Goldman Sachs is to announce
first-quarter profits of nearly $4bn this week – a rise of 50 per cent on the
same period last year – creating fresh controversy for the investment bank
which was accused of fraudulent activity on Friday.
As it became clear that all Wall
Street banks could be forced to hive off their lucrative derivatives businesses
in the wake of fraud charges, Goldman was preparing to announce the
mega-profits 18 months after the banking crisis led to a multi-billion bail out
by tax- payers across the world.
A leading US Senator has
gained White House backing for her proposals which would require investment
banks to divest the parts of their business dealing in risky derivatives such
as the collateralised debt obligation (CDO) structures at the heart of the
allegations against Goldman.
The senior backing for the
controversial bill – which has already drawn scorn from Wall Street lobbyists –
comes as Goldman prepares on Tuesday to report first-quarter pre-tax profits of
as much as $3.8bn based on analysts’ consensus figures, in a move that is
likely to further intensify the strength of public opinion against it.
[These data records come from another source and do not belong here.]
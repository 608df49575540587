//! Chunk addressing and block extraction: byte offset -> chunk index, chunk payload -> block.

use std::fmt;
use std::num::NonZeroU64;

/// Chunk size assumed before the first response is seen.
pub const DEFAULT_CHUNK_SIZE: u64 = 1200;

const DEFAULT_NON_ZERO: NonZeroU64 = match NonZeroU64::new(DEFAULT_CHUNK_SIZE) {
    Some(n) => n,
    None => panic!("DEFAULT_CHUNK_SIZE must be non-zero"),
};

/// Learned chunk size. Never zero, so addressing never divides by zero.
#[derive(Debug, Clone, Copy, PartialEq, Eq, Hash)]
pub struct ChunkSize(NonZeroU64);

impl ChunkSize {
    /// None for zero.
    pub fn new(bytes: u64) -> Option<Self> {
        NonZeroU64::new(bytes).map(ChunkSize)
    }

    pub fn get(self) -> u64 {
        self.0.get()
    }
}

impl Default for ChunkSize {
    fn default() -> Self {
        ChunkSize(DEFAULT_NON_ZERO)
    }
}

impl fmt::Display for ChunkSize {
    fn fmt(&self, f: &mut fmt::Formatter<'_>) -> fmt::Result {
        self.0.fmt(f)
    }
}

/// Index of the chunk holding byte `position`.
pub fn chunk_index_for(position: u64, chunk_size: ChunkSize) -> u64 {
    position / chunk_size.get()
}

/// Offset of `position` inside its chunk.
pub fn offset_in_chunk(position: u64, chunk_size: ChunkSize) -> u64 {
    position % chunk_size.get()
}

/// Result of slicing one chunk payload.
#[derive(Debug, Clone, PartialEq, Eq)]
pub struct Extracted {
    /// Bytes from `position` to the end of the payload; None when the position lies past it.
    pub block: Option<Vec<u8>>,
    /// Size of the payload that was examined.
    pub payload_size: usize,
}

/// Copy `payload[position % chunk_size ..]` into a fresh block.
///
/// A payload shorter than the offset (typically a short final chunk) yields no block.
pub fn extract_block(payload: &[u8], chunk_size: ChunkSize, position: u64) -> Extracted {
    let payload_size = payload.len();
    let start = offset_in_chunk(position, chunk_size);
    let block = usize::try_from(start)
        .ok()
        .filter(|&start| start < payload_size)
        .map(|start| payload[start..].to_vec());
    Extracted {
        block,
        payload_size,
    }
}

#[cfg(test)]
mod tests {
    use super::*;

    fn size(n: u64) -> ChunkSize {
        ChunkSize::new(n).unwrap()
    }

    #[test]
    fn zero_chunk_size_rejected() {
        assert!(ChunkSize::new(0).is_none());
        assert_eq!(ChunkSize::default().get(), DEFAULT_CHUNK_SIZE);
    }

    #[test]
    fn index_is_floor_division() {
        assert_eq!(chunk_index_for(2500, size(1200)), 2);
        assert_eq!(chunk_index_for(0, size(1200)), 0);
        assert_eq!(chunk_index_for(1199, size(1200)), 0);
        assert_eq!(chunk_index_for(1200, size(1200)), 1);
        assert_eq!(chunk_index_for(u64::MAX, size(1)), u64::MAX);
    }

    #[test]
    fn index_matches_floor_for_sampled_inputs() {
        use rand::Rng;
        let mut rng = rand::thread_rng();
        for _ in 0..1000 {
            let p: u64 = rng.gen();
            let s: u64 = rng.gen_range(1..1 << 20);
            assert_eq!(chunk_index_for(p, size(s)), p / s);
        }
    }

    #[test]
    fn extract_mid_chunk() {
        let payload: Vec<u8> = (0..1200).map(|i| i as u8).collect();
        let out = extract_block(&payload, size(1200), 2500);
        assert_eq!(out.payload_size, 1200);
        let block = out.block.unwrap();
        assert_eq!(block.len(), 1100);
        assert_eq!(block[0], 100u8);
        assert_eq!(block[..], payload[100..]);
    }

    #[test]
    fn extract_chunk_start_returns_whole_payload() {
        let payload = vec![7u8; 1200];
        let out = extract_block(&payload, size(1200), 1200);
        assert_eq!(out.block.unwrap().len(), 1200);
    }

    #[test]
    fn extract_past_short_final_chunk() {
        let payload = vec![1u8; 50];
        let out = extract_block(&payload, size(1200), 2400 + 50);
        assert_eq!(out.block, None);
        assert_eq!(out.payload_size, 50);

        let out = extract_block(&payload, size(1200), 2400 + 700);
        assert_eq!(out.block, None);
    }

    #[test]
    fn extract_empty_payload() {
        let out = extract_block(&[], size(1200), 0);
        assert_eq!(out.block, None);
        assert_eq!(out.payload_size, 0);
    }

    #[test]
    fn extract_larger_payload_than_learned_size() {
        // Stale learned size: offset comes from the old size, copy runs to payload end.
        let payload = vec![3u8; 4000];
        let out = extract_block(&payload, size(1200), 1300);
        assert_eq!(out.block.unwrap().len(), 3900);
        assert_eq!(out.payload_size, 4000);
    }
}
The investment bank, which on
Friday was charged with securities fraud by the US Securities and Exchange
Commission, is expected to announce the bumper profits on the back of the
strength in its fixed income division – the very division which the fraud
charges stem from.
The bank and London-based bond
trader Fabrice Tourre are accused of misleading investors in relation to a
sub-prime mortgage backed CDO, informing them that hedge fund Paulson & Co.
was participating in the CDO when in fact it was betting against the positions
held within it.
Although Goldman has vehemently
denied the allegations against it – saying they have no basis in fact or in law
– the situation is likely to transform Tuesday’s results from a celebration of
the bank’s success into a further opportunity for public anger against its
operations. Sources close to Goldman said the bank believes it has a strong
case and will fight the SEC action “all the way”.
Anger is again likely to be high on
the agenda as the bank reveals it has set aside just under $5.5bn for pay and
bonuses for the quarter, just less than 50pc of the $11.1bn in revenues Wall
Street analysts expect the bank to have generated in the three months to March.